Here are some tips that parents can use to help their students transition.
Set up counseling sessions now
Despite the best efforts of college counselors, not all students will benefit from them.
The COVID-19 pandemic impacted the need for college mental health services as students grappled with the social and economic consequences of closed campuses, online learning, and the illness or death of family members. Most institutions are now relying on telehealth mental health services to help students, whether they are on or off campus, as they return to normal operations.
Despite schools best efforts, these services may not be the best option for some students. Staying intune with your student and setting up services with private counseling may be what’s best.
Allow them to vent without you responding
According to Larry Marks, a certified psychologist at the University of Central Florida, students "usually crave reassurance from and connection to their families" despite maintaining they don't care what their parents think.

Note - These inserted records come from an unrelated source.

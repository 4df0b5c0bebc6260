//! Directive pass (spec §4.4).
//!
//! Scans the lexer's flat per-line token records for `# define` lines and
//! records their bodies, rejecting empty, self-referential, and mutually
//! recursive definitions before the block parser or expansion pass ever
//! run. No teacher file grounds this directly — the teacher has no
//! preprocessor stage — so the pass is shaped the way the rest of this
//! workspace shapes a single-purpose, `Result`-returning scan: a flat
//! function over borrowed input, no accumulating state beyond what it
//! returns.

use std::collections::{HashMap, HashSet};

use log::debug;

use pimoc_lex::{LineTokens, Token, TokenKind};
use pimoc_util::{CompileError, Span};

/// Macro name → recorded body tokens, as recorded by `# define` lines.
#[derive(Clone, Debug, Default)]
pub struct MacroTable {
    defs: HashMap<String, Vec<Token>>,
}

impl MacroTable {
    pub fn get(&self, name: &str) -> Option<&[Token]> {
        self.defs.get(name).map(Vec::as_slice)
    }

    pub fn is_empty(&self) -> bool {
        self.defs.is_empty()
    }
}

fn is_upper_name(text: &str) -> bool {
    !text.is_empty() && text.chars().all(|c| c.is_uppercase() || c == '_' || c.is_ascii_digit())
}

/// Names of every macro-kind token appearing in `body`.
fn referenced_macros(body: &[Token]) -> impl Iterator<Item = &str> {
    body.iter()
        .filter(|t| t.kind == TokenKind::Macro)
        .map(|t| t.text.as_str())
}

/// True if, starting from `start`, the recorded macro dependency graph
/// reaches `target` (spec §11 Open Question 1's cycle check).
fn reaches(start: &str, target: &str, defs: &HashMap<String, Vec<Token>>) -> bool {
    let mut seen = HashSet::new();
    let mut stack = vec![start.to_string()];
    while let Some(name) = stack.pop() {
        if name == target {
            return true;
        }
        if !seen.insert(name.clone()) {
            continue;
        }
        if let Some(body) = defs.get(&name) {
            stack.extend(referenced_macros(body).map(str::to_string));
        }
    }
    false
}

/// Runs the directive pass over every lexed line, returning the finished
/// macro table.
pub fn collect(lines: &[LineTokens]) -> Result<MacroTable, CompileError> {
    let mut table = MacroTable::default();

    for line in lines {
        let Some(first) = line.tokens.first() else {
            continue;
        };
        if first.text != "#" {
            continue;
        }

        let rest = &line.tokens[1..];
        let Some(keyword) = rest.first() else {
            return Err(CompileError::InvalidPreprocessorCommand {
                span: Span::new(first.line),
                command: "#".into(),
            });
        };

        if keyword.text != "define" {
            return Err(CompileError::InvalidPreprocessorCommand {
                span: Span::new(first.line),
                command: keyword.text.clone(),
            });
        }

        let Some(name_tok) = rest.get(1) else {
            return Err(CompileError::InvalidPreprocessorCommand {
                span: Span::new(first.line),
                command: "define".into(),
            });
        };
        if !is_upper_name(&name_tok.text) {
            return Err(CompileError::InvalidPreprocessorCommand {
                span: Span::new(name_tok.line),
                command: format!("define {}", name_tok.text),
            });
        }
        let name = name_tok.text.clone();

        if table.defs.contains_key(&name) {
            return Err(CompileError::InvalidPreprocessorCommand {
                span: Span::new(name_tok.line),
                command: format!("define {name} (already defined)"),
            });
        }

        let body: Vec<Token> = rest[2..].to_vec();
        if body.is_empty() {
            return Err(CompileError::InvalidPreprocessorCommand {
                span: Span::new(name_tok.line),
                command: format!("define {name} (empty body)"),
            });
        }

        for referenced in referenced_macros(&body) {
            if referenced == name || reaches(referenced, &name, &table.defs) {
                return Err(CompileError::InvalidPreprocessorCommand {
                    span: Span::new(name_tok.line),
                    command: format!("define {name} (recursive via {referenced})"),
                });
            }
        }

        debug!("recorded macro {name} ({} tokens)", body.len());
        table.defs.insert(name, body);
    }

    Ok(table)
}

#[cfg(test)]
mod tests {
    use super::*;
    use pimoc_lex::{Lexer, StringInterner};

    fn lex(src: &str) -> Vec<LineTokens> {
        let (rewritten, interner) = StringInterner::rewrite(src).unwrap();
        Lexer::new(&interner).lex(&rewritten).unwrap()
    }

    #[test]
    fn records_a_simple_define() {
        let table = collect(&lex("# define FORTY_TWO 42\n")).unwrap();
        assert_eq!(table.get("FORTY_TWO").unwrap()[0].text, "42");
    }

    #[test]
    fn rejects_empty_body() {
        let err = collect(&lex("# define EMPTY\n")).unwrap_err();
        assert!(matches!(err, CompileError::InvalidPreprocessorCommand { .. }));
    }

    #[test]
    fn rejects_lowercase_name() {
        let err = collect(&lex("# define lower 1\n")).unwrap_err();
        assert!(matches!(err, CompileError::InvalidPreprocessorCommand { .. }));
    }

    #[test]
    fn rejects_redefinition() {
        let err = collect(&lex("# define A 1\n# define A 2\n")).unwrap_err();
        assert!(matches!(err, CompileError::InvalidPreprocessorCommand { .. }));
    }

    #[test]
    fn rejects_self_reference() {
        let err = collect(&lex("# define A §A\n")).unwrap_err();
        assert!(matches!(err, CompileError::InvalidPreprocessorCommand { .. }));
    }

    #[test]
    fn rejects_mutual_recursion() {
        let src = "# define A §B\n# define B §A\n";
        let err = collect(&lex(src)).unwrap_err();
        assert!(matches!(err, CompileError::InvalidPreprocessorCommand { .. }));
    }

    #[test]
    fn unsupported_directive_is_rejected() {
        let err = collect(&lex("# mem 4\n")).unwrap_err();
        assert!(matches!(err, CompileError::InvalidPreprocessorCommand { .. }));
    }
}
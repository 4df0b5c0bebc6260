//! `LiteralValue` evaluator (spec §4.5.1, §3 "Value").
//!
//! Produces a transient [`Value`] from either a single token (the "simple
//! form") or a `stack` block (the "composite form", backed by an
//! [`pimoc_gen::Backend`]-declared `OperatorStack`). Grounded on the
//! teacher's general instruction-builder idiom (`self.builder.build_*(...)
//! .map_err(...)`) seen throughout `pimoc-gen`'s former `llvm.rs`, adapted
//! to return `pimoc_util::CompileError` instead of `CodeGenError`.

use inkwell::values::{BasicValue, BasicValueEnum, IntValue, PointerValue};
use inkwell::{AddressSpace, IntPredicate};

use pimoc_lex::{Token, TokenKind};
use pimoc_par::{BlockId, BlockKind, Element, TokenNode};
use pimoc_util::{CompileError, Span};

use crate::compiler::Compiler;
use crate::scope::ScopeKind;

/// A transient, per-use bundle (spec §3 "Value"). Never stored past the
/// instruction that produced it.
#[derive(Clone, Copy)]
pub struct Value<'ctx> {
    pub ty: &'static str,
    pub value: BasicValueEnum<'ctx>,
    pub value_ptr: Option<PointerValue<'ctx>>,
}

impl<'ctx> Value<'ctx> {
    fn new(ty: &'static str, value: BasicValueEnum<'ctx>) -> Self {
        Self {
            ty,
            value,
            value_ptr: None,
        }
    }
}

His advice is to "see yourself as a coach or consultant." To be supportive, you need to have a positive outlook on life and the ability to assist children make decisions and solve their own problems.”

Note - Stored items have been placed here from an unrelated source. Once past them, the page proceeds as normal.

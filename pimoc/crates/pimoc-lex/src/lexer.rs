//! Lexer (spec §4.2, component B).
//!
//! Processes the interner's rewritten text line by line. Each line is split
//! on whitespace and on non-identifier characters into raw chunks, then
//! reassembled into typed tokens with a three-chunk lookahead, applying the
//! thirteen priority-ordered rules below. Grounded on the Cursor-based,
//! direct-coded dispatch style of the reference lexer, generalised from a
//! single-character switch to a rule list that needs multi-chunk lookahead.

use log::{debug, trace};

use pimoc_util::{CompileError, Span};

use crate::interner::StringInterner;
use crate::token::{LineTokens, Token, TokenKind};

/// Recognised literal/primitive type names (spec §6), used by rule 13's
/// `type` classification and by rule 7's sized-type rule.
const TYPE_NAMES: &[&str] = &[
    "u8", "i8", "u16", "i16", "u24", "i24", "u32", "i32", "u64", "i64", "u128", "i128", "u256",
    "i256", "f32", "float", "f64", "double", "chr", "bool", "void", "int", "dec", "byte",
];

const INSTRUCTION_NAMES: &[&str] = &[
    "func", "proc", "return", "if", "elif", "else", "while", "ops",
];

const FUSED_OPERATORS: &[&str] = &["==", "!=", "<=", ">=", ".%", "..%", "##"];

fn is_type_name(text: &str) -> bool {
    TYPE_NAMES.contains(&text)
}

fn is_instruction_name(text: &str) -> bool {
    INSTRUCTION_NAMES.contains(&text)
}

/// Splits one source line into whitespace/punctuation-delimited chunks,
/// keeping each run of identifier characters together and every other
/// character as its own chunk (so `==`, `::`, `:[` etc. can be re-fused by
/// the rule dispatcher below from single-char chunks).
fn split_line(line: &str) -> Vec<String> {
    let mut chunks = Vec::new();
    let mut current = String::new();
    let is_ident = |c: char| c.is_alphanumeric() || c == '_';

    for c in line.chars() {
        if c.is_whitespace() {
            if !current.is_empty() {
                chunks.push(std::mem::take(&mut current));
            }
        } else if is_ident(c) {
            if !current.is_empty() && !current.chars().next().unwrap().is_alphanumeric() && !current.starts_with('_') {
                chunks.push(std::mem::take(&mut current));
            }
            current.push(c);
        } else {
            if !current.is_empty() && is_ident(current.chars().next().unwrap()) {
                chunks.push(std::mem::take(&mut current));
            }
            current.push(c);
            chunks.push(std::mem::take(&mut current));
        }
    }
    if !current.is_empty() {
        chunks.push(current);
    }
    chunks
}

/// Lexes interned source text into one [`LineTokens`] record per non-empty
/// line, applying the thirteen priority-ordered rules of spec §4.2.
pub struct Lexer<'a> {
    interner: &'a StringInterner,
}

impl<'a> Lexer<'a> {
    pub fn new(interner: &'a StringInterner) -> Self {
        Self { interner }
    }

    pub fn lex(&self, text: &str) -> Result<Vec<LineTokens>, CompileError> {
        debug!("lexing {} source lines", text.lines().count());
        let mut out = Vec::new();
        for (idx, raw_line) in text.lines().enumerate() {
            let line_no = idx as u32 + 1;
            let tokens = self.lex_line(raw_line, line_no)?;
            if !tokens.is_empty() {
                trace!("line {}: {} tokens", line_no, tokens.len());
                out.push(LineTokens {
                    line: line_no,
                    tokens,
                });
            }
        }
        Ok(out)
    }

    fn lex_line(&self, line: &str, line_no: u32) -> Result<Vec<Token>, CompileError> {
        let chunks = split_line(line);
        let mut tokens = Vec::new();
        let mut i = 0usize;

        while i < chunks.len() {
            // Rule 1: line comment discards the rest of the line.
            if chunks[i] == "/" && chunks.get(i + 1).map(String::as_str) == Some("/") {
                break;
            }

            // Rule 2: fused `##` operator.
            if chunks[i] == "#" && chunks.get(i + 1).map(String::as_str) == Some("#") {
                tokens.push(Token::new("##", TokenKind::Operator, line_no));
                i += 2;
                continue;
            }

            // Rule 3: `&<digits>` string reference.
            if chunks[i] == "&" {
                if let Some(digits) = chunks.get(i + 1).filter(|c| c.chars().all(|ch| ch.is_ascii_digit())) {
                    let handle: u32 = digits.parse().map_err(|_| CompileError::InvalidStringReference {
                        span: Span::new(line_no),
                        detail: format!("&{digits}"),
                    })?;
                    let text = self.interner.resolve(handle).ok_or_else(|| {
                        CompileError::InvalidStringReference {
                            span: Span::new(line_no),
                            detail: format!("&{handle}"),
                        }
                    })?;
                    tokens.push(Token::new(text.to_string(), TokenKind::String, line_no));
                    i += 2;
                    continue;
                }
            }

            // Rule 4: `<digits>.<digits>` optionally followed by `:<type>`.
            if is_digits(&chunks[i])
                && chunks.get(i + 1).map(String::as_str) == Some(".")
                && chunks.get(i + 2).map(|c| is_digits(c)).unwrap_or(false)
            {
                let text = format!("{}.{}", chunks[i], chunks[i + 2]);
                let mut consumed = 3;
                let mut tok = Token::new(text, TokenKind::Decimal, line_no);
                if chunks.get(i + 3).map(String::as_str) == Some(":")
                    && chunks.get(i + 4).map(|c| is_type_name(c)).unwrap_or(false)
                {
                    tok = tok.with_type(chunks[i + 4].clone());
                    consumed += 2;
                }
                tokens.push(tok);
                i += consumed;
                continue;
            }

            // Rule 5: `§<UPPER_NAME>` macro call.
            if chunks[i] == "§" {
                let name = chunks.get(i + 1).cloned().unwrap_or_default();
                if name.is_empty() || name.chars().any(|c| c.is_lowercase()) {
                    return Err(CompileError::NotUpperCaseMacroName {
                        span: Span::new(line_no),
                        name,
                    });
                }
                tokens.push(Token::new(name, TokenKind::Macro, line_no));
                i += 2;
                continue;
            }

            // Rule 6: `%<register>` register token.
            if chunks[i] == "%" && chunks.get(i + 1).map(|c| is_ident_text(c)).unwrap_or(false) {
                tokens.push(Token::new(chunks[i + 1].clone(), TokenKind::Register, line_no));
                i += 2;
                continue;
            }

            // Rule 7: `<type><N>` sized type.
            if let Some((ty, len)) = split_type_and_digits(&chunks[i]) {
                if is_type_name(ty) {
                    tokens.push(Token::new(ty.to_string(), TokenKind::Type, line_no).with_length(len));
                    i += 1;
                    continue;
                }
            }

            // Rule 8: `<N>:[` sized stack opener.
            if is_digits(&chunks[i])
                && chunks.get(i + 1).map(String::as_str) == Some(":")
                && chunks.get(i + 2).map(String::as_str) == Some("[")
            {
                let size: u32 = chunks[i].parse().unwrap_or(128);
                tokens.push(Token::new("[", TokenKind::Delimiter, line_no).with_size(size));
                i += 3;
                continue;
            }

            // Rule 9: `UPPER::lower` qualified variable reference.
            if chunks[i].chars().all(|c| c.is_uppercase() || c == '_')
                && !chunks[i].is_empty()
                && chunks.get(i + 1).map(String::as_str) == Some(":")
                && chunks.get(i + 2).map(String::as_str) == Some(":")
                && chunks.get(i + 3).map(|c| is_ident_text(c)).unwrap_or(false)
            {
                let tok = Token::new(chunks[i + 3].clone(), TokenKind::Name, line_no)
                    .with_memory(chunks[i].clone());
                tokens.push(tok);
                i += 4;
                continue;
            }

            // Rule 10: `<N>:%` sized dereference operator.
            if is_digits(&chunks[i])
                && chunks.get(i + 1).map(String::as_str) == Some(":")
                && chunks.get(i + 2).map(String::as_str) == Some("%")
            {
                let size: u32 = chunks[i].parse().unwrap_or(0);
                tokens.push(Token::new("%", TokenKind::Operator, line_no).with_size(size));
                i += 3;
                continue;
            }

            // Rule 11: `<atom>:<type>` explicit LLVM type suffix on a literal/name.
            if chunks.get(i + 1).map(String::as_str) == Some(":")
                && chunks.get(i + 2).map(|c| is_type_name(c)).unwrap_or(false)
                && !chunks[i].is_empty()
            {
                let mut tok = classify_chunk(&chunks[i], line_no);
                tok.ty = Some(chunks[i + 2].clone());
                tokens.push(tok);
                i += 3;
                continue;
            }

            // Rule 12: remaining fused operators.
            if let Some(op) = FUSED_OPERATORS.iter().find(|op| {
                let len = op.chars().count();
                (0..len).all(|k| chunks.get(i + k).map(String::as_str) == op.chars().nth(k).map(|c| c.to_string()).as_deref())
            }) {
                let len = op.chars().count();
                tokens.push(Token::new(*op, TokenKind::Operator, line_no));
                i += len;
                continue;
            }

            // Rule 13: fall back to plain kind classification.
            tokens.push(classify_chunk(&chunks[i], line_no));
            i += 1;
        }

        Ok(tokens)
    }
}

fn is_digits(s: &str) -> bool {
    !s.is_empty() && s.chars().all(|c| c.is_ascii_digit())
}

fn is_ident_text(s: &str) -> bool {
    !s.is_empty() && s.chars().next().map(|c| c.is_alphabetic() || c == '_').unwrap_or(false)
}

/// Splits a chunk like `i32` or `u8` that may carry a trailing digit run
/// (`i328` → `("i32", 8)`) by testing every suffix split point against the
/// known type-name table, preferring the longest matching prefix.
fn split_type_and_digits(chunk: &str) -> Option<(&str, u32)> {
    let digit_start = chunk.find(|c: char| c.is_ascii_digit())?;
    let (prefix, digits) = chunk.split_at(digit_start);
    if prefix.is_empty() || digits.is_empty() || !digits.chars().all(|c| c.is_ascii_digit()) {
        return None;
    }
    let len: u32 = digits.parse().ok()?;
    Some((prefix, len))
}

fn classify_chunk(text: &str, line: u32) -> Token {
    let kind = if is_digits(text) {
        TokenKind::Integer
    } else if text == "true" || text == "false" {
        TokenKind::Boolean
    } else if matches!(
        text,
        "+" | "-" | "*" | "/" | "%" | "=" | "<" | ">" | "!" | "&" | "|" | "." | ":" | "^"
    ) {
        TokenKind::Operator
    } else if matches!(text, "(" | ")" | "{" | "}" | "[" | "]" | ";" | ",") {
        TokenKind::Delimiter
    } else if is_instruction_name(text) {
        TokenKind::Instruction
    } else if is_type_name(text) {
        TokenKind::Type
    } else if text.starts_with('#') {
        TokenKind::PpCommand
    } else if is_ident_text(text) {
        TokenKind::Name
    } else {
        TokenKind::Unknown
    };
    Token::new(text, kind, line)
}

#[cfg(test)]
mod tests {
    use super::*;
    use proptest::prelude::*;

    fn lex(src: &str) -> Vec<LineTokens> {
        let (rewritten, interner) = StringInterner::rewrite(src).unwrap();
        Lexer::new(&interner).lex(&rewritten).unwrap()
    }

    #[test]
    fn line_comment_is_discarded() {
        let lines = lex("x = 1 // trailing comment\n");
        assert_eq!(lines[0].tokens.len(), 3);
    }

    #[test]
    fn decimal_literal_with_type_suffix() {
        let lines = lex("3.14:float\n");
        let tok = &lines[0].tokens[0];
        assert_eq!(tok.kind, TokenKind::Decimal);
        assert_eq!(tok.ty.as_deref(), Some("float"));
    }

    #[test]
    fn string_reference_resolves_through_interner() {
        let lines = lex("\"hi\"\n");
        assert_eq!(lines[0].tokens[0].kind, TokenKind::String);
        assert_eq!(lines[0].tokens[0].text, "hi");
    }

    #[test]
    fn macro_call_token_requires_upper_case() {
        let err = {
            let (rewritten, interner) = StringInterner::rewrite("§lower\n").unwrap();
            Lexer::new(&interner).lex(&rewritten).unwrap_err()
        };
        assert!(matches!(err, CompileError::NotUpperCaseMacroName { .. }));
    }

    #[test]
    fn qualified_name_carries_memory_attribute() {
        let lines = lex("GLOBAL::counter\n");
        let tok = &lines[0].tokens[0];
        assert_eq!(tok.kind, TokenKind::Name);
        assert_eq!(tok.memory.as_deref(), Some("GLOBAL"));
    }

    #[test]
    fn sized_stack_opener_carries_size() {
        let lines = lex("256:[ 1 2 ]\n");
        assert_eq!(lines[0].tokens[0].size, Some(256));
    }

    #[test]
    fn instruction_keyword_classified() {
        let lines = lex("return 0\n");
        assert_eq!(lines[0].tokens[0].kind, TokenKind::Instruction);
    }

    proptest! {
        /// Invariant 1 (spec §8): the concatenated token text reproduces the
        /// source, insertion order preserved, for any run of simple
        /// whitespace-separated words with no comments or string literals.
        #[test]
        fn concatenated_token_text_round_trips(words in proptest::collection::vec("[a-z][a-z0-9]{0,5}", 1..8)) {
            let src = format!("{}\n", words.join(" "));
            let lines = lex(&src);
            let rebuilt: Vec<&str> = lines.iter().flat_map(|l| l.tokens.iter()).map(|t| t.text.as_str()).collect();
            let expected: Vec<&str> = words.iter().map(String::as_str).collect();
            prop_assert_eq!(rebuilt, expected);
        }
    }
}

Make standing appointments for phone calls
According to clinical psychologist Aesha L. Uqdah, the director of the counseling center at the University of Louisville, "In order to set expectations for how often you and your child will communicate while at college, it is vital to explore these issues."
When you're away from each other, you could say something like, 'How often should we talk?'" Uqdah said.
Share lessons learned from your college experience
Keep in mind the transitionary period that marks early college years, counselors recommend.
Students spend more time outside the classroom than they do in the classroom at college. Identity, conflict, personal development and creating relationships are all part of the college experience, which is an educational concept unto itself.
Encourage them to speak up for themselves
Though most students voluntarily seek out college counseling, others may feel embarrassed or too equipped. See if their school has a confidential drop-in service, if they are embarrassed to seek help for problems they have.
Offer sideline support
Many schools have offices dedicated for families to support their students. Find out how those services work and how they can help your kid.
“You can call if your child is having academic or behavioral problems and these offices have resources,” said Steve Sprinkle, a licensed psychologist and the former director of the counseling center at the University of San Diego.